Платой за это была низкая прибыльность чаеболов: так, в лучшие свои годы Daewoo Group демонстрировала колоссальный годовой доход в размере 50 миллиардов долларов, при этом чистая прибыль едва превышала 1-2 миллиона долларов (а чаще - все вообще оборачивалось убытком). Естественно, что отцы-учредители корейских чаеболов - легендарные Чун Чжу Ён (Hyundai Group), Ли Бён Чул (Samsung), Ку Ин Хой (LG Group) и Ким Ву Чун (Daewoo Group) - были людьми хоть и очень богатыми, однако даже рядом не стояли с нашими березовскими и гусинскими.
Что касается "Кореи Инкорпорейтед", то идея превращения страны в единый экономический финансово-промышленный комплекс, выстроенный (sic!) на рыночных принципах, естественным образом вытекала из самой структуры чаеболов, находящихся под тотальным финансовым контролем со стороны государства.

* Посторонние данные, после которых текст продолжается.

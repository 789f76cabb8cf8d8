const fn unwrap_or_cargo_version(opt: Option<&'static str>) -> &'static str {
    match opt {
        Some(val) => val,
        None => env!("CARGO_PKG_VERSION"),
    }
}

/// Build-time override via `APP_VERSION`, otherwise the package version.
pub const VERSION: &str = unwrap_or_cargo_version(option_env!("APP_VERSION"));

/// Name reported to the gateway in the IDENTIFY properties.
pub const CLIENT_NAME: &str = env!("CARGO_PKG_NAME");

Поскольку чаеболы были обязаны правительству Кореи всем - переданной в управление собственностью, льготными кредитами, защитой от иностранной конкуренции на внутреннем рынке, правительство обладало негласным правом координировать деятельность чаеболов в интересах всей нации, "разруливать" спорные ситуации и перераспределять сферы влияния таким образом, что вся система финансово-промышленных конгломератов выступала единым фронтом ради достижения главной цели - завоевания Кореей мирового рынка (ни больше, ни меньше). Как видите, пока северные корейцы готовились к триумфальному шествию по планете оригинальных идей "чучхе", их южные сородичи проводили не менее оригинальную политику экономической экспансии. Им казалось, что сверхдешевыми чипами компьютерной памяти, чудо-телевизорами и малолитражными машинами можно потеснить теневые финансовые империи, которые не первое столетие управляли миром.
Сорок лет финансовые империи Запада терпеливо наблюдали за "японским и корейским чудом", а также примкнувшими к ним "азиатскими тигрятами", наивно уверовавшими в безграничные возможности правил fair play (честная игра (англ.)) свободного предпринимательства. Слово "наивно" употреблено здесь не случайно: и Япония, и Южная Корея, и Таиланд, и Индонезия, и Тайвань с самого первого дня согласились на ведение экономического эксперимента по чужим правилам и на чужом поле - в системе глобальной финансовой интеграции, стержнем которой является американский доллар. За что и поплатились жестоко и сокрушительно. В скобках отметим, что единственной страной, проявившей дальновидность и категорически отказавшейся от валютной интеграции, был Китай, что и сделало его последним независимым игроком во всей Азии после финансового кризиса 1997-го, положившего конец экономической самостоятельности "азиатских чудес", в том числе и Южной Кореи.